Mümkün olan her yerde veya ideal bir durumda, kılavuz değerlerinin türetilmesinde, normalde içme suyunda alınan toplam günlük alımın oranına ilişkin veriler (gıda, içme suyu, tüketici ürünleri, toprak ve havadaki ortalama seviyelere dayanarak) veya ilgili maddelerin fiziksel ve kimyasal özelliklerine dayanılarak tahmin edilen alım verileri kullanılır. Kimyasallara maruz kalmanın temel kaynakları genellikle gıda (örneğin pestisit kalıntıları) ve su olduğundan, mümkün olduğunda her iki kaynaktan gelen maruz kalmayı nicelleştirmek önemlidir. Bu süreci bilgilendirmek için, dünyanın farklı yerlerinde gıda alımı hakkında mümkün olduğunca yüksek kaliteli veri toplanması arzu edilir. Toplanan veriler daha sonra alımın ne kadarının gıdadan ne kadarının içme suyundan geldiğini tahmin etmek için kullanılabilir. Ancak, çoğu kirletici için, çeşitli maruz kalma kaynaklarından, özellikle gıda ve içme suyundan gelen veriler yalnızca gelişmiş ülkelerden mevcuttur.

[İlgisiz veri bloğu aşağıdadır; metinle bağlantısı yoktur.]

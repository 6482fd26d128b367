//! JSON:API wire models.
//!
//! Rootly answers every request with a JSON:API document. Only the fields
//! the sync consumes are modelled; everything else is ignored.

use crate::error::ErrorBody;
use crate::upstream::{Schedule, Secret, Team, User};
use serde::Deserialize;

/// A JSON:API top-level document.
#[derive(Debug, Deserialize)]
pub(crate) struct Document<D> {
    pub data: D,
    #[serde(default)]
    pub links: Option<Links>,
    #[serde(default)]
    pub included: Vec<Identified>,
}

impl<D> Document<D> {
    /// Returns the next-page link, or an empty cursor on the last page.
    pub fn next_cursor(&self) -> String {
        self.links
            .as_ref()
            .and_then(|links| links.next.clone())
            .unwrap_or_default()
    }
}

/// Pagination links.
#[derive(Debug, Default, Deserialize)]
pub(crate) struct Links {
    #[serde(default)]
    pub next: Option<String>,
}

/// A JSON:API resource object.
#[derive(Debug, Deserialize)]
pub(crate) struct ResourceObject<A> {
    pub id: String,
    pub attributes: A,
}

/// A resource object reduced to its identity.
#[derive(Debug, Deserialize)]
pub(crate) struct Identified {
    pub id: String,
    #[serde(rename = "type")]
    pub kind: String,
}

/// A JSON:API error document.
#[derive(Debug, Deserialize)]
pub(crate) struct ErrorDocument {
    #[serde(default)]
    pub errors: Vec<ErrorBody>,
}

#[derive(Debug, Deserialize)]
pub(crate) struct UserAttributes {
    #[serde(default)]
    pub name: Option<String>,
    #[serde(default)]
    pub email: Option<String>,
    #[serde(default)]
    pub full_name: Option<String>,
    #[serde(default)]
    pub slack_id: Option<String>,
    #[serde(default)]
    pub phone: Option<String>,
    #[serde(default)]
    pub created_at: Option<String>,
    #[serde(default)]
    pub updated_at: Option<String>,
}

#[derive(Debug, Deserialize)]
pub(crate) struct TeamAttributes {
    #[serde(default)]
    pub name: Option<String>,
    #[serde(default)]
    pub description: Option<String>,
    #[serde(default)]
    pub user_ids: Option<Vec<i64>>,
    #[serde(default)]
    pub admin_ids: Option<Vec<i64>>,
    #[serde(default)]
    pub created_at: Option<String>,
    #[serde(default)]
    pub updated_at: Option<String>,
}

#[derive(Debug, Deserialize)]
pub(crate) struct SecretAttributes {
    #[serde(default)]
    pub name: Option<String>,
    #[serde(default)]
    pub created_at: Option<String>,
    #[serde(default)]
    pub updated_at: Option<String>,
}

#[derive(Debug, Deserialize)]
pub(crate) struct ScheduleAttributes {
    #[serde(default)]
    pub name: Option<String>,
    #[serde(default)]
    pub description: Option<String>,
    #[serde(default)]
    pub owner_user_id: Option<i64>,
    #[serde(default)]
    pub owner_group_ids: Option<Vec<String>>,
    #[serde(default)]
    pub created_at: Option<String>,
    #[serde(default)]
    pub updated_at: Option<String>,
}

#[derive(Debug, Deserialize)]
pub(crate) struct RotationUserAttributes {
    pub user_id: i64,
}

fn ids(values: Option<Vec<i64>>) -> Vec<String> {
    values
        .unwrap_or_default()
        .into_iter()
        .map(|id| id.to_string())
        .collect()
}

impl From<ResourceObject<UserAttributes>> for User {
    fn from(object: ResourceObject<UserAttributes>) -> Self {
        let a = object.attributes;
        User {
            id: object.id,
            name: a.name.unwrap_or_default(),
            email: a.email.unwrap_or_default(),
            full_name: a.full_name.unwrap_or_default(),
            slack_id: a.slack_id.unwrap_or_default(),
            phone: a.phone.unwrap_or_default(),
            created_at: a.created_at.unwrap_or_default(),
            updated_at: a.updated_at.unwrap_or_default(),
        }
    }
}

impl From<ResourceObject<TeamAttributes>> for Team {
    fn from(object: ResourceObject<TeamAttributes>) -> Self {
        let a = object.attributes;
        Team {
            id: object.id,
            name: a.name.unwrap_or_default(),
            description: a.description.unwrap_or_default(),
            member_ids: ids(a.user_ids),
            admin_ids: ids(a.admin_ids),
            created_at: a.created_at.unwrap_or_default(),
            updated_at: a.updated_at.unwrap_or_default(),
        }
    }
}

impl From<ResourceObject<SecretAttributes>> for Secret {
    fn from(object: ResourceObject<SecretAttributes>) -> Self {
        let a = object.attributes;
        Secret {
            id: object.id,
            name: a.name.unwrap_or_default(),
            created_at: a.created_at.unwrap_or_default(),
            updated_at: a.updated_at.unwrap_or_default(),
        }
    }
}

impl From<ResourceObject<ScheduleAttributes>> for Schedule {
    fn from(object: ResourceObject<ScheduleAttributes>) -> Self {
        let a = object.attributes;
        Schedule {
            id: object.id,
            name: a.name.unwrap_or_default(),
            description: a.description.unwrap_or_default(),
            owner_user_id: a.owner_user_id.map(|id| id.to_string()),
            owner_team_ids: a.owner_group_ids.unwrap_or_default(),
            created_at: a.created_at.unwrap_or_default(),
            updated_at: a.updated_at.unwrap_or_default(),
        }
    }
}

Yeterli maruz kalma verisinin olmadığı veya diğer ortamlardan birinde veya birden fazlasında yaygın olarak bulunması hakkında belgeli kanıtların olduğu durumlarda (yani hava, gıda, toprak veya tüketici ürünleri), toplam günlük alımın içme suyuna normal tahsisi, kapsamlı deneyime dayanarak makul bir maruz kalma seviyesini yansıtan ve yine de koruyucu olan %20’dir (taban değeri) (Krishnan & Carrier, 2013). Bu değer, aşırı muhafazakâr olduğu tespit edilen önceki %10 tahsisinden bir değişikliği yansıtır. Kimyasallar kademeli olarak yeniden değerlendirilirken, genel maruz kalma yeniden gözden geçirilecek ve uygunsa varsayılan tahsis faktörü %10’dan %20’ye çıkarılacaktır. Bu nedenle, daha eski kılavuz değerlerin tümü bu değişikliği yansıtmaz. Bazı durumlarda, bazı DBP’ler gibi klorlama yan ürünlerinin ana (ve muhtemelen tek) maruz kalma kaynağı olduğuna dair açık kanıtlar vardır; bu tür durumlarda tahsis, diğer kaynaklardan bazı maruz kalmalara hala izin veren %80’e kadar yüksek olabilir (tavan değeri) (Krishnan & Carrier, 2013). Kimyasal ve bağlama özgü tahsis faktörleri maruz kalma verileri veya modelleri kullanılarak geliştirilebildiğinde, uygulanan tahsis faktörü yine de taban ve tavan değerleri (yani %20-80) ile sınırlandırılmalıdır.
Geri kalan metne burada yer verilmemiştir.